- **YOUR TASK**
Output all records below verbatim.

Saved entries
[Start of section]

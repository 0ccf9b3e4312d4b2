// src/core/checks/sqli.rs

use async_trait::async_trait;
use std::time::Duration;
use tracing::{debug, info, warn};

use crate::config::ScannerConfig;
use crate::core::checks::{probe_client, with_param_value, Checker};
use crate::core::models::{Finding, Severity, Target};

const CATEGORY: &str = "A03:2021 - Injection";

/// Error-based injection payloads tried per parameter.
const PAYLOADS: &[&str] = &[
    "'",
    "' OR '1'='1",
    "' OR '1'='1' --",
    "\" OR \"1\"=\"1",
    "1' AND '1'='2",
    "'; DROP TABLE users; --",
    "1 UNION SELECT NULL--",
];

/// Database error fragments matched against the lowercased response body.
const ERROR_PATTERNS: &[&str] = &[
    "sql syntax",
    "mysql_fetch",
    "ora-01756",
    "sqlite3.operationalerror",
    "postgresql error",
    "warning: mysql",
    "unclosed quotation mark",
    "quoted string not properly terminated",
];

/// Injects SQL payloads into each query parameter and watches for database
/// error signatures in the response. Stops at the first confirmed hit; one
/// vulnerable parameter is enough to establish the finding.
pub struct SqliScanner {
    user_agent: String,
    timeout: Duration,
}

impl SqliScanner {
    pub fn new(config: &ScannerConfig) -> Self {
        Self {
            user_agent: config.user_agent.clone(),
            timeout: config.probe_timeout,
        }
    }

    async fn probe(&self, target: &Target) -> Result<Vec<Finding>, reqwest::Error> {
        let params = target.query_pairs();
        if params.is_empty() {
            debug!("Target has no query parameters, nothing to inject.");
            return Ok(Vec::new());
        }

        let client = probe_client(&self.user_agent, self.timeout, true)?;
        for (param, _) in &params {
            for payload in PAYLOADS {
                let probe_url = with_param_value(target, param, payload);
                let response = match client.get(probe_url).send().await {
                    Ok(r) => r,
                    Err(e) => {
                        debug!(param, error = %e, "Injection probe request failed.");
                        continue;
                    }
                };
                let body = response.text().await.unwrap_or_default().to_lowercase();

                if ERROR_PATTERNS.iter().any(|p| body.contains(p)) {
                    return Ok(vec![Finding::new(
                        "SQL Injection Vulnerability",
                        Severity::Critical,
                        format!(
                            "Parameter \"{param}\" appears vulnerable to SQL injection (payload: {payload})"
                        ),
                        CATEGORY,
                        format!("{param} parameter"),
                        "Use parameterized queries. Never concatenate user input into SQL.",
                    )]);
                }
            }
        }
        Ok(Vec::new())
    }
}

#[async_trait]
impl Checker for SqliScanner {
    fn name(&self) -> &'static str {
        "sqli"
    }

    async fn check(&self, target: &Target) -> Vec<Finding> {
        info!(target = %target, "Starting SQL injection probes.");
        match self.probe(target).await {
            Ok(findings) => {
                info!(findings = findings.len(), "SQL injection probes finished.");
                findings
            }
            Err(e) => {
                warn!(checker = self.name(), error = %e, "Probe failed, reporting no findings.");
                Vec::new()
            }
        }
    }
}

[End of section]

- **RESPONSE AREA**
repository 0ccf9b3e4312d4b2
// src/core/checks/sqli.rs

use async_trait::async_trait;
use std::time::Duration;
use tracing::{debug, info, warn};

use crate::config::ScannerConfig;
use crate::core::checks::{probe_client, with_param_value, Checker};
use crate::core::models::{Finding, Severity, Target};

const CATEGORY: &str = "A03:2021 - Injection";

/// Error-based injection payloads tried per parameter.
const PAYLOADS: &[&str] = &[
    "'",
    "' OR '1'='1",
    "' OR '1'='1' --",
    "\" OR \"1\"=\"1",
    "1' AND '1'='2",
    "'; DROP TABLE users; --",
    "1 UNION SELECT NULL--",
];

/// Database error fragments matched against the lowercased response body.
const ERROR_PATTERNS: &[&str] = &[
    "sql syntax",
    "mysql_fetch",
    "ora-01756",
    "sqlite3.operationalerror",
    "postgresql error",
    "warning: mysql",
    "unclosed quotation mark",
    "quoted string not properly terminated",
];

/// Injects SQL payloads into each query parameter and watches for database
/// error signatures in the response. Stops at the first confirmed hit; one
/// vulnerable parameter is enough to establish the finding.
pub struct SqliScanner {
    user_agent: String,
    timeout: Duration,
}

impl SqliScanner {
    pub fn new(config: &ScannerConfig) -> Self {
        Self {
            user_agent: config.user_agent.clone(),
            timeout: config.probe_timeout,
        }
    }

    async fn probe(&self, target: &Target) -> Result<Vec<Finding>, reqwest::Error> {
        let params = target.query_pairs();
        if params.is_empty() {
            debug!("Target has no query parameters, nothing to inject.");
            return Ok(Vec::new());
        }

        let client = probe_client(&self.user_agent, self.timeout, true)?;
        for (param, _) in &params {
            for payload in PAYLOADS {
                let probe_url = with_param_value(target, param, payload);
                let response = match client.get(probe_url).send().await {
                    Ok(r) => r,
                    Err(e) => {
                        debug!(param, error = %e, "Injection probe request failed.");
                        continue;
                    }
                };
                let body = response.text().await.unwrap_or_default().to_lowercase();

                if ERROR_PATTERNS.iter().any(|p| body.contains(p)) {
                    return Ok(vec![Finding::new(
                        "SQL Injection Vulnerability",
                        Severity::Critical,
                        format!(
                            "Parameter \"{param}\" appears vulnerable to SQL injection (payload: {payload})"
                        ),
                        CATEGORY,
                        format!("{param} parameter"),
                        "Use parameterized queries. Never concatenate user input into SQL.",
                    )]);
                }
            }
        }
        Ok(Vec::new())
    }
}

#[async_trait]
impl Checker for SqliScanner {
    fn name(&self) -> &'static str {
        "sqli"
    }

    async fn check(&self, target: &Target) -> Vec<Finding> {
        info!(target = %target, "Starting SQL injection probes.");
        match self.probe(target).await {
            Ok(findings) => {
                info!(findings = findings.len(), "SQL injection probes finished.");
                findings
            }
            Err(e) => {
                warn!(checker = self.name(), error = %e, "Probe failed, reporting no findings.");
                Vec::new()
            }
        }
    }
}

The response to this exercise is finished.